Rhinestones & Eyeliner 

You know, I used to play with make up for years. Strangely, it has held almost no appeal for me for as many years as I’ve been in Cambodia. It wasn’t until recently (2006?) that young, liberally minded and democratically curious Cambodians began celebrating Halloween, of all unexpected things. 
In the beginning, I just rolled my eyes back and stayed at home with my makeshift family as I could not imagine what Cambodians could possibly do with Halloween. Since returning from Denmark in 2010, I stroll around the tourist ghetto on October 31st and shake my head in total disbelief at the throngs of thousands who have come in from the countryside to drink and gawk at the delightful number of mutilated freaks and grinning ghosts.
Siem Reap’s Halloween gets written up in the government controlled press as anarchy and a threat to social stability.
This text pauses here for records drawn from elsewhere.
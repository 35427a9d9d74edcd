use std::path::PathBuf;

use anyhow::Result;
use ciwi_server::ServerConfig;
use clap::Args;
use tokio_util::sync::CancellationToken;

/// Server flags; unset flags keep the environment/default value
#[derive(Args, Debug, Clone, Default)]
pub struct ServerArgs {
    /// Listen address
    #[arg(long, env = "CIWI_SERVER_ADDR")]
    pub addr: Option<String>,

    /// SQLite database file
    #[arg(long, env = "CIWI_DB_PATH")]
    pub db_path: Option<PathBuf>,

    /// Directory artifacts are stored in
    #[arg(long, env = "CIWI_ARTIFACTS_DIR")]
    pub artifacts_dir: Option<PathBuf>,
}

impl ServerArgs {
    /// Applies the flags over `base`
    pub fn apply(self, mut base: ServerConfig) -> ServerConfig {
        if let Some(addr) = self.addr {
            base.addr = addr;
        }
        if let Some(db_path) = self.db_path {
            base.db_path = db_path;
        }
        if let Some(artifacts_dir) = self.artifacts_dir {
            base.artifacts_dir = artifacts_dir;
        }
        base
    }
}

pub async fn handle_server_command(args: ServerArgs, shutdown: CancellationToken) -> Result<()> {
    let config = args.apply(ServerConfig::from_env());
    tracing::info!(addr = %config.addr, "Starting ciwi server");
    ciwi_server::run(config, shutdown).await
}

#[cfg(test)]
mod tests {
    use super::*;

    #[test]
    fn test_flags_override_base() {
        let args = ServerArgs {
            addr: Some("127.0.0.1:9000".to_string()),
            db_path: None,
            artifacts_dir: Some(PathBuf::from("/srv/artifacts")),
        };
        let config = args.apply(ServerConfig::default());
        assert_eq!(config.addr, "127.0.0.1:9000");
        assert_eq!(config.db_path, PathBuf::from("ciwi.db"));
        assert_eq!(config.artifacts_dir, PathBuf::from("/srv/artifacts"));
    }
}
Political demigods, who espouse Khmer nationalism, cite Halloween in Siem Reap as an example of western imperialism and cultural dilution.

This year, the nationalism has made me sick, so I decided to show them just how fabulous and threatening black eyeliner and rhinestones can be.
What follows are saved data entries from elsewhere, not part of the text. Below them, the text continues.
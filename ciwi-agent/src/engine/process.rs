//! Child process execution with cancellation
//!
//! Every command a job runs goes through [`run_process`]: output is copied
//! into the job's output buffer as it arrives, and cancellation or timeout
//! interrupts the whole process tree (SIGINT to the process group, then
//! SIGKILL after a grace period; `taskkill /T`, then `/F` on Windows).

use std::collections::HashMap;
use std::path::PathBuf;
use std::process::Stdio;
use std::sync::Arc;
use std::time::Duration;

use anyhow::{Context, Result};
use tokio::io::{AsyncRead, AsyncReadExt};
use tokio::process::{Child, Command};
use tokio::task::JoinHandle;
use tokio::time::Instant;
use tokio_util::sync::CancellationToken;
use tracing::{debug, warn};

use crate::service::LogBufferService;

/// Time between the interrupt and the forced kill
pub const KILL_GRACE: Duration = Duration::from_secs(2);

/// How long output readers may lag behind the process exit
const READER_DRAIN: Duration = Duration::from_secs(2);

/// A command to run
#[derive(Debug, Clone, Default)]
pub struct ProcessSpec {
    pub program: String,
    pub args: Vec<String>,
    pub cwd: Option<PathBuf>,
    pub env: HashMap<String, String>,
    /// Start from an empty environment instead of the agent's
    pub clear_env: bool,
}

impl ProcessSpec {
    pub fn new(program: impl Into<String>) -> Self {
        Self {
            program: program.into(),
            ..Default::default()
        }
    }

    pub fn arg(mut self, arg: impl Into<String>) -> Self {
        self.args.push(arg.into());
        self
    }

    pub fn args<I, S>(mut self, args: I) -> Self
    where
        I: IntoIterator<Item = S>,
        S: Into<String>,
    {
        self.args.extend(args.into_iter().map(Into::into));
        self
    }

    pub fn cwd(mut self, dir: impl Into<PathBuf>) -> Self {
        self.cwd = Some(dir.into());
        self
    }

    pub fn envs(mut self, env: &HashMap<String, String>) -> Self {
        self.env
            .extend(env.iter().map(|(k, v)| (k.clone(), v.clone())));
        self
    }

    /// Human readable command line for breadcrumbs
    pub fn display(&self) -> String {
        std::iter::once(self.program.as_str())
            .chain(self.args.iter().map(String::as_str))
            .collect::<Vec<_>>()
            .join(" ")
    }

    fn command(&self) -> Command {
        let mut cmd = Command::new(&self.program);
        cmd.args(&self.args);
        if let Some(dir) = &self.cwd {
            cmd.current_dir(dir);
        }
        if self.clear_env {
            cmd.env_clear();
        }
        cmd.envs(&self.env);
        cmd.stdin(Stdio::null())
            .stdout(Stdio::piped())
            .stderr(Stdio::piped())
            .kill_on_drop(true);
        #[cfg(unix)]
        cmd.process_group(0);
        cmd
    }
}

/// How a process ended
#[derive(Debug, Clone, Copy, PartialEq, Eq)]
pub enum ProcessOutcome {
    /// Exited on its own; `-1` when killed by a signal
    Exited(i32),
    /// Interrupted because the job was cancelled
    Cancelled,
    /// Interrupted because the deadline passed
    TimedOut,
}

impl ProcessOutcome {
    pub fn success(&self) -> bool {
        matches!(self, ProcessOutcome::Exited(0))
    }

    pub fn exit_code(&self) -> Option<i32> {
        match self {
            ProcessOutcome::Exited(code) => Some(*code),
            _ => None,
        }
    }
}

enum Stop {
    Cancelled,
    TimedOut,
}

/// Runs `spec` to completion, streaming its output into `output`
///
/// Returns an error only when the process cannot be started.
pub async fn run_process(
    spec: &ProcessSpec,
    output: Arc<dyn LogBufferService>,
    cancel: &CancellationToken,
    deadline: Option<Instant>,
) -> Result<ProcessOutcome> {
    let mut child = spec
        .command()
        .spawn()
        .with_context(|| format!("failed to start {}", spec.program))?;

    debug!(program = %spec.program, pid = ?child.id(), "Process started");

    let mut readers = Vec::new();
    if let Some(stdout) = child.stdout.take() {
        readers.push(spawn_reader(stdout, Arc::clone(&output)));
    }
    if let Some(stderr) = child.stderr.take() {
        readers.push(spawn_reader(stderr, Arc::clone(&output)));
    }

    let stop = tokio::select! {
        status = child.wait() => {
            let status = status.context("failed to wait for process")?;
            drain_readers(readers).await;
            return Ok(ProcessOutcome::Exited(status.code().unwrap_or(-1)));
        }
        _ = cancel.cancelled() => Stop::Cancelled,
        _ = wait_deadline(deadline) => Stop::TimedOut,
    };

    terminate_tree(&mut child).await;
    drain_readers(readers).await;

    Ok(match stop {
        Stop::Cancelled => ProcessOutcome::Cancelled,
        Stop::TimedOut => ProcessOutcome::TimedOut,
    })
}

/// Runs `spec` and captures its combined output instead of streaming it
pub async fn capture_output(
    spec: &ProcessSpec,
    timeout: Duration,
) -> Result<(ProcessOutcome, String)> {
    let buffer = crate::service::InMemoryLogBuffer::new();
    let sink: Arc<dyn LogBufferService> = Arc::new(buffer.clone());
    let outcome = run_process(
        spec,
        sink,
        &CancellationToken::new(),
        Some(Instant::now() + timeout),
    )
    .await?;
    Ok((outcome, buffer.snapshot()))
}

async fn wait_deadline(deadline: Option<Instant>) {
    match deadline {
        Some(deadline) => tokio::time::sleep_until(deadline).await,
        None => std::future::pending().await,
    }
}

fn spawn_reader<R>(mut reader: R, output: Arc<dyn LogBufferService>) -> JoinHandle<()>
where
    R: AsyncRead + Unpin + Send + 'static,
{
    tokio::spawn(async move {
        let mut chunk = [0u8; 8192];
        loop {
            match reader.read(&mut chunk).await {
                Ok(0) => break,
                Ok(n) => output.write(&chunk[..n]),
                Err(e) => {
                    debug!("Output reader stopped: {}", e);
                    break;
                }
            }
        }
    })
}

/// Waits for readers; background grandchildren may keep pipes open forever
async fn drain_readers(readers: Vec<JoinHandle<()>>) {
    for mut reader in readers {
        if tokio::time::timeout(READER_DRAIN, &mut reader).await.is_err() {
            reader.abort();
        }
    }
}

/// Interrupts the process tree, escalating to a kill after [`KILL_GRACE`]
async fn terminate_tree(child: &mut Child) {
    let Some(pid) = child.id() else {
        return;
    };

    interrupt_tree(pid).await;
    if tokio::time::timeout(KILL_GRACE, child.wait()).await.is_ok() {
        return;
    }

    warn!(pid, "Process ignored interrupt, killing");
    kill_tree(pid).await;
    if let Err(e) = child.kill().await {
        debug!(pid, "Final kill failed: {}", e);
    }
}

#[cfg(unix)]
async fn interrupt_tree(pid: u32) {
    signal_group(pid, nix::sys::signal::Signal::SIGINT);
}

#[cfg(unix)]
async fn kill_tree(pid: u32) {
    signal_group(pid, nix::sys::signal::Signal::SIGKILL);
}

#[cfg(unix)]
fn signal_group(pid: u32, signal: nix::sys::signal::Signal) {
    let Ok(raw) = i32::try_from(pid) else {
        return;
    };
    if let Err(e) = nix::sys::signal::killpg(nix::unistd::Pid::from_raw(raw), signal) {
        debug!(pid, ?signal, "killpg failed: {}", e);
    }
}

#[cfg(not(unix))]
async fn interrupt_tree(pid: u32) {
    taskkill(pid, false).await;
}

#[cfg(not(unix))]
async fn kill_tree(pid: u32) {
    taskkill(pid, true).await;
}

#[cfg(not(unix))]
async fn taskkill(pid: u32, force: bool) {
    let mut cmd = Command::new("taskkill");
    cmd.arg("/PID").arg(pid.to_string()).arg("/T");
    if force {
        cmd.arg("/F");
    }
    if let Err(e) = cmd.output().await {
        debug!(pid, "taskkill failed: {}", e);
    }
}

#[cfg(all(test, unix))]
mod tests {
    use super::*;
    use crate::service::InMemoryLogBuffer;

    fn sh(script: &str) -> ProcessSpec {
        ProcessSpec::new("sh").arg("-c").arg(script)
    }

    #[tokio::test]
    async fn test_exit_code_and_output() {
        let buffer = InMemoryLogBuffer::new();
        let outcome = run_process(
            &sh("echo out; echo err >&2; exit 3"),
            Arc::new(buffer.clone()),
            &CancellationToken::new(),
            None,
        )
        .await
        .unwrap();

        assert_eq!(outcome, ProcessOutcome::Exited(3));
        let text = buffer.snapshot();
        assert!(text.contains("out\n"));
        assert!(text.contains("err\n"));
    }

    #[tokio::test]
    async fn test_env_and_cwd() {
        let dir = tempfile::tempdir().unwrap();
        let mut env = HashMap::new();
        env.insert("CIWI_TEST_VALUE".to_string(), "42".to_string());

        let (outcome, text) = capture_output(
            &sh("echo \"$CIWI_TEST_VALUE\"; pwd").cwd(dir.path()).envs(&env),
            Duration::from_secs(10),
        )
        .await
        .unwrap();

        assert!(outcome.success());
        assert!(text.starts_with("42\n"));
        let name = dir.path().file_name().unwrap().to_string_lossy().to_string();
        assert!(text.contains(&name));
    }

    #[tokio::test]
    async fn test_cancellation_interrupts_process_group() {
        let buffer = InMemoryLogBuffer::new();
        let cancel = CancellationToken::new();
        let trigger = cancel.clone();
        tokio::spawn(async move {
            tokio::time::sleep(Duration::from_millis(200)).await;
            trigger.cancel();
        });

        let started = std::time::Instant::now();
        let outcome = run_process(
            &sh("sleep 30; echo never"),
            Arc::new(buffer),
            &cancel,
            None,
        )
        .await
        .unwrap();

        assert_eq!(outcome, ProcessOutcome::Cancelled);
        assert!(started.elapsed() < Duration::from_secs(10));
    }

    #[tokio::test]
    async fn test_interrupt_escalates_to_kill() {
        let cancel = CancellationToken::new();
        cancel.cancel();
        let started = std::time::Instant::now();

        let outcome = run_process(
            &sh("trap '' INT; sleep 30"),
            Arc::new(InMemoryLogBuffer::new()),
            &cancel,
            None,
        )
        .await
        .unwrap();

        assert_eq!(outcome, ProcessOutcome::Cancelled);
        assert!(started.elapsed() >= KILL_GRACE);
        assert!(started.elapsed() < Duration::from_secs(15));
    }

    #[tokio::test]
    async fn test_deadline() {
        let outcome = run_process(
            &sh("sleep 30"),
            Arc::new(InMemoryLogBuffer::new()),
            &CancellationToken::new(),
            Some(Instant::now() + Duration::from_millis(100)),
        )
        .await
        .unwrap();
        assert_eq!(outcome, ProcessOutcome::TimedOut);
    }

    #[tokio::test]
    async fn test_missing_program_is_an_error() {
        let result = run_process(
            &ProcessSpec::new("ciwi-definitely-not-installed"),
            Arc::new(InMemoryLogBuffer::new()),
            &CancellationToken::new(),
            None,
        )
        .await;
        assert!(result.is_err());
    }
}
Again this year, everyone from monks to university professors to newspaper journalist asks my alter ego, Mr. Jones, “What does Halloween mean?”

This is what I wrote because I was getting nauseated by fielding questions from paranoid nationalists who are convinced Halloween is a sign of anarchy…
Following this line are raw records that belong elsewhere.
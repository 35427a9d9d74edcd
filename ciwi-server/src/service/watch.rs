//! WatchState snapshots
//!
//! Builds the periodic, purely observational state snapshots streamed to
//! GUI clients.

use std::collections::{HashMap, HashSet};

use chrono::Utc;
use ciwi_core::domain::job::JobStatus;
use ciwi_core::domain::metadata;
use ciwi_core::dto::state::{JobsSummary, ServerInfo, StateSnapshot};

use crate::repository::{app_state_repository, job_repository, project_repository};
use crate::state::AppState;

/// Build one snapshot
pub async fn snapshot(
    state: &AppState,
    stream_id: &str,
    seq: u64,
) -> Result<StateSnapshot, sqlx::Error> {
    let rows = job_repository::list_status_rows(&state.pool).await?;
    let projects = project_repository::list_summaries(&state.pool).await?;
    let update_status =
        app_state_repository::get(&state.pool, app_state_repository::UPDATE_STATUS)
            .await?
            .unwrap_or_default();

    Ok(StateSnapshot {
        stream_id: stream_id.to_string(),
        seq,
        sent_utc: Utc::now(),
        server_info: ServerInfo {
            name: server_name(&state.config.service_name),
            version: env!("CARGO_PKG_VERSION").to_string(),
            update_status,
        },
        projects,
        agents: state.agents.list(),
        jobs_summary: summarize_jobs(&rows),
    })
}

fn server_name(service_name: &str) -> String {
    if service_name.is_empty() {
        "ciwi".to_string()
    } else {
        service_name.to_string()
    }
}

/// Count pending and finished jobs, plus the distinct pipeline runs among them
///
/// Executions of one pipeline trigger share a group; anything else is its
/// own group.
pub fn summarize_jobs(rows: &[(String, JobStatus, HashMap<String, String>)]) -> JobsSummary {
    let mut summary = JobsSummary::default();
    let mut queued_groups = HashSet::new();
    let mut history_groups = HashSet::new();

    for (id, status, meta) in rows {
        let group = meta
            .get(metadata::PIPELINE_RUN_ID)
            .filter(|g| !g.is_empty())
            .unwrap_or(id)
            .as_str();

        if status.is_terminal() {
            summary.history_count += 1;
            history_groups.insert(group);
        } else {
            summary.queued_count += 1;
            queued_groups.insert(group);
        }
    }

    summary.queued_group_count = queued_groups.len() as u64;
    summary.history_group_count = history_groups.len() as u64;
    summary
}

#[cfg(test)]
mod tests {
    use super::*;

    fn row(id: &str, status: JobStatus, run: &str) -> (String, JobStatus, HashMap<String, String>) {
        let mut meta = HashMap::new();
        if !run.is_empty() {
            meta.insert(metadata::PIPELINE_RUN_ID.to_string(), run.to_string());
        }
        (id.to_string(), status, meta)
    }

    #[test]
    fn test_summarize_jobs_groups_pipeline_runs() {
        let rows = vec![
            row("job-1", JobStatus::Queued, "run-1"),
            row("job-2", JobStatus::Running, "run-1"),
            row("job-3", JobStatus::Leased, ""),
            row("job-4", JobStatus::Succeeded, "run-0"),
            row("job-5", JobStatus::Failed, "run-0"),
            row("job-6", JobStatus::Failed, ""),
        ];

        let summary = summarize_jobs(&rows);
        assert_eq!(
            summary,
            JobsSummary {
                queued_count: 3,
                history_count: 3,
                queued_group_count: 2,
                history_group_count: 2,
            }
        );
    }

    #[test]
    fn test_server_name_defaults() {
        assert_eq!(server_name(""), "ciwi");
        assert_eq!(server_name("ciwi-server"), "ciwi-server");
    }
}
Halloween is the one day of the year when meanings and definitions are completely meaningless and unnecessary. Halloween is an opportunity for anybody to be anything for just one day.

It is a mistake to think Halloween is globally embraced. Today, this very ancient holiday, is celebrated and embraced around the world by anybody who wishes to be temporarily liberated from society’s rules and expectations.

Halloween is only a threat to people who are intimidated by individuality and freedom of expression.

 

In other words, embrace the moment and let your freak flag fly!